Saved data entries
========
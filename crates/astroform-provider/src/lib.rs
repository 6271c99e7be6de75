//! Astronomer resources for astroform
//!
//! Declarative models for clusters, deployments, workspaces and
//! organizations, and the lifecycle that keeps them in step with the
//! platform:
//!
//! ```text
//! plan ──validate──▶ request ──ResourceApi──▶ response
//!                                               │
//!                                      wait_for_terminal
//!                                               │
//! model ◀──────────── reconcile(prior, converged)
//! ```
//!
//! # Example
//!
//! ```ignore
//! use astroform_provider::{ClusterResource, ManagedResource, ProviderContext};
//!
//! let context = ProviderContext::from_settings(&settings)?;
//! let clusters = ClusterResource::new(&context);
//! let model = clusters.create(&plan, &CancellationToken::new()).await?;
//! ```

pub mod context;
pub mod model;
pub mod reconcile;
pub mod resource;
pub mod validate;

pub use context::ProviderContext;
pub use model::{
    CloudProvider, ClusterModel, ClusterType, DeploymentModel, DeploymentType, Executor,
    OrganizationModel, SchedulerSize, WorkspaceModel,
};
pub use resource::{
    ClusterResource, DeploymentResource, ManagedResource, OrganizationDataSource,
    WorkspaceResource,
};
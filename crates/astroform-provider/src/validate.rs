//! Pre-flight checks on declarative models
//!
//! Runs before any request is sent. All violations found in a model are
//! reported together in one `Validation` error.

use crate::model::{
    CloudProvider, ClusterModel, ClusterType, DeploymentModel, Executor, WorkspaceModel,
};
use astroform_cloud::{CloudError, Result};
use std::collections::HashSet;

pub fn validate_cluster(model: &ClusterModel) -> Result<()> {
    let mut errors = Vec::new();

    if model.name.trim().is_empty() {
        errors.push("name must not be empty".to_string());
    }

    let hybrid = model.cluster_type == ClusterType::Hybrid;
    for (field, value) in [
        ("db_instance_type", &model.db_instance_type),
        ("provider_account", &model.provider_account),
    ] {
        let set = value.as_deref().is_some_and(|v| !v.is_empty());
        if hybrid && !set {
            errors.push(format!("{} is required for HYBRID clusters", field));
        }
        if !hybrid && set {
            errors.push(format!("{} is only allowed for HYBRID clusters", field));
        }
    }

    if model.cloud_provider != CloudProvider::Gcp {
        for (field, value) in [
            ("pod_subnet_range", &model.pod_subnet_range),
            ("service_peering_range", &model.service_peering_range),
            ("service_subnet_range", &model.service_subnet_range),
        ] {
            if value.is_some() {
                errors.push(format!("{} is only allowed for GCP clusters", field));
            }
        }
    }
    if model.cloud_provider != CloudProvider::Azure && model.tenant_id.is_some() {
        errors.push("tenant_id is only allowed for AZURE clusters".to_string());
    }

    if let Some(name) = first_duplicate(model.node_pools.iter().map(|p| p.name.as_str())) {
        errors.push(format!("duplicate node pool name: {}", name));
    }
    if let Some(key) = first_duplicate(model.k8s_tags.iter().map(|t| t.key.as_str())) {
        errors.push(format!("duplicate k8s tag key: {}", key));
    }

    finish(errors)
}

pub fn validate_deployment(model: &DeploymentModel) -> Result<()> {
    let mut errors = Vec::new();

    if model.name.trim().is_empty() {
        errors.push("name must not be empty".to_string());
    }
    if model.workspace_id.is_empty() {
        errors.push("workspace_id must not be empty".to_string());
    }

    let has_cluster = model.cluster_id.as_deref().is_some_and(|c| !c.is_empty());
    let has_region = model.region.as_deref().is_some_and(|r| !r.is_empty());
    if !has_cluster && model.cloud_provider.is_none() {
        errors.push("cluster_id or cloud_provider must be specified".to_string());
    }
    if !has_cluster && has_region && model.cloud_provider.is_none() {
        errors.push("region requires cloud_provider when cluster_id is not set".to_string());
    }

    if model.executor == Executor::Celery {
        if model.worker_queues.is_empty() {
            errors.push(
                "must provide at least one default worker queue when using CELERY executor"
                    .to_string(),
            );
        } else if !model.worker_queues.iter().any(|q| q.is_default) {
            errors.push("exactly one worker queue must be marked is_default".to_string());
        }
    }
    if model.worker_queues.iter().filter(|q| q.is_default).count() > 1 {
        errors.push("only one worker queue may be marked is_default".to_string());
    }

    if let Some(name) = first_duplicate(model.worker_queues.iter().map(|q| q.name.as_str())) {
        errors.push(format!("duplicate worker queue name: {}", name));
    }
    if let Some(key) = first_duplicate(model.environment_variables.iter().map(|v| v.key.as_str()))
    {
        errors.push(format!("duplicate environment variable key: {}", key));
    }

    finish(errors)
}

pub fn validate_workspace(model: &WorkspaceModel) -> Result<()> {
    let mut errors = Vec::new();
    if model.name.trim().is_empty() {
        errors.push("name must not be empty".to_string());
    }
    finish(errors)
}

fn first_duplicate<'a>(keys: impl Iterator<Item = &'a str>) -> Option<&'a str> {
    let mut seen = HashSet::new();
    keys.into_iter().find(|key| !seen.insert(*key))
}

fn finish(errors: Vec<String>) -> Result<()> {
    if errors.is_empty() {
        Ok(())
    } else {
        Err(CloudError::Validation(errors.join("; ")))
    }
}

#[cfg(test)]
mod tests {
    use super::*;
    use crate::model::{
        DeploymentType, EnvironmentVariableModel, NodePoolModel, SchedulerSize, WorkerQueueModel,
    };

    fn cluster() -> ClusterModel {
        ClusterModel {
            id: None,
            cloud_provider: CloudProvider::Aws,
            cluster_type: ClusterType::Dedicated,
            name: "prod".to_string(),
            region: "us-east-1".to_string(),
            vpc_subnet_range: "172.20.0.0/20".to_string(),
            db_instance_type: None,
            provider_account: None,
            k8s_tags: vec![],
            node_pools: vec![],
            workspace_ids: vec![],
            organization_id: None,
            is_limited: None,
            metadata: None,
            pod_subnet_range: None,
            service_peering_range: None,
            service_subnet_range: None,
            tenant_id: None,
        }
    }

    fn deployment() -> DeploymentModel {
        DeploymentModel {
            id: None,
            name: "etl".to_string(),
            description: String::new(),
            workspace_id: "ws-1".to_string(),
            astro_runtime_version: "9.1.0".to_string(),
            deployment_type: DeploymentType::Standard,
            executor: Executor::Kubernetes,
            scheduler_size: SchedulerSize::Small,
            cloud_provider: Some(CloudProvider::Aws),
            cluster_id: None,
            region: Some("us-east-1".to_string()),
            default_task_pod_cpu: String::new(),
            default_task_pod_memory: String::new(),
            resource_quota_cpu: String::new(),
            resource_quota_memory: String::new(),
            is_cicd_enforced: false,
            is_dag_deploy_enforced: false,
            is_high_availability: false,
            contact_emails: vec![],
            worker_queues: vec![],
            environment_variables: vec![],
            workload_identity: None,
            external_ips: vec![],
        }
    }

    fn queue(name: &str, is_default: bool) -> WorkerQueueModel {
        WorkerQueueModel {
            name: name.to_string(),
            is_default,
            max_worker_count: 10,
            min_worker_count: 0,
            worker_concurrency: 16,
            ..Default::default()
        }
    }

    fn message(result: Result<()>) -> String {
        match result {
            Err(CloudError::Validation(message)) => message,
            other => panic!("Expected Validation, got {:?}", other),
        }
    }

    #[test]
    fn test_valid_models_pass() {
        assert!(validate_cluster(&cluster()).is_ok());
        assert!(validate_deployment(&deployment()).is_ok());
        assert!(
            validate_workspace(&WorkspaceModel {
                name: "analytics".to_string(),
                ..Default::default()
            })
            .is_ok()
        );
    }

    #[test]
    fn test_hybrid_cluster_requires_account_fields() {
        let mut model = cluster();
        model.cluster_type = ClusterType::Hybrid;

        let message = message(validate_cluster(&model));
        assert!(message.contains("db_instance_type is required"));
        assert!(message.contains("provider_account is required"));
        assert!(message.contains("; "));
    }

    #[test]
    fn test_provider_specific_cluster_fields() {
        let mut model = cluster();
        model.pod_subnet_range = Some("172.21.0.0/19".to_string());
        model.tenant_id = Some("tenant".to_string());
        model.db_instance_type = Some("db.m6g.large".to_string());

        let message = message(validate_cluster(&model));
        assert!(message.contains("pod_subnet_range is only allowed for GCP"));
        assert!(message.contains("tenant_id is only allowed for AZURE"));
        assert!(message.contains("db_instance_type is only allowed for HYBRID"));

        model.cloud_provider = CloudProvider::Gcp;
        model.tenant_id = None;
        model.db_instance_type = None;
        assert!(validate_cluster(&model).is_ok());
    }

    #[test]
    fn test_duplicate_node_pools() {
        let mut model = cluster();
        let pool = NodePoolModel {
            name: "default".to_string(),
            node_instance_type: "m5.xlarge".to_string(),
            max_node_count: 20,
            ..Default::default()
        };
        model.node_pools = vec![pool.clone(), pool];

        assert!(message(validate_cluster(&model)).contains("duplicate node pool name: default"));
    }

    #[test]
    fn test_deployment_needs_placement() {
        let mut model = deployment();
        model.cloud_provider = None;

        let message = message(validate_deployment(&model));
        assert!(message.contains("cluster_id or cloud_provider must be specified"));
        assert!(message.contains("region requires cloud_provider"));

        let mut model = deployment();
        model.cloud_provider = None;
        model.region = None;
        model.cluster_id = Some("clu-1".to_string());
        assert!(validate_deployment(&model).is_ok());
    }

    #[test]
    fn test_celery_needs_default_queue() {
        let mut model = deployment();
        model.executor = Executor::Celery;
        assert!(
            message(validate_deployment(&model))
                .starts_with("must provide at least one default worker queue")
        );

        model.worker_queues = vec![queue("high-mem", false)];
        assert!(message(validate_deployment(&model)).contains("must be marked is_default"));

        model.worker_queues = vec![queue("default", true), queue("high-mem", false)];
        assert!(validate_deployment(&model).is_ok());
    }

    #[test]
    fn test_duplicate_keys_in_deployment() {
        let mut model = deployment();
        model.worker_queues = vec![queue("default", true), queue("default", false)];
        model.environment_variables = vec![
            EnvironmentVariableModel {
                key: "MODE".to_string(),
                value: "a".to_string(),
                ..Default::default()
            },
            EnvironmentVariableModel {
                key: "MODE".to_string(),
                value: "b".to_string(),
                ..Default::default()
            },
        ];

        let message = message(validate_deployment(&model));
        assert!(message.contains("duplicate worker queue name: default"));
        assert!(message.contains("duplicate environment variable key: MODE"));
    }

    #[test]
    fn test_workspace_needs_name() {
        let message = message(validate_workspace(&WorkspaceModel::default()));
        assert_eq!(message, "name must not be empty");
    }
}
========
WHAT IS EXPECTED
Go through the data, and copy each line in which the word "seen" appears.

OUTPUT OF THE TASK
    let mut seen = HashSet::new();
    keys.into_iter().find(|key| !seen.insert(*key))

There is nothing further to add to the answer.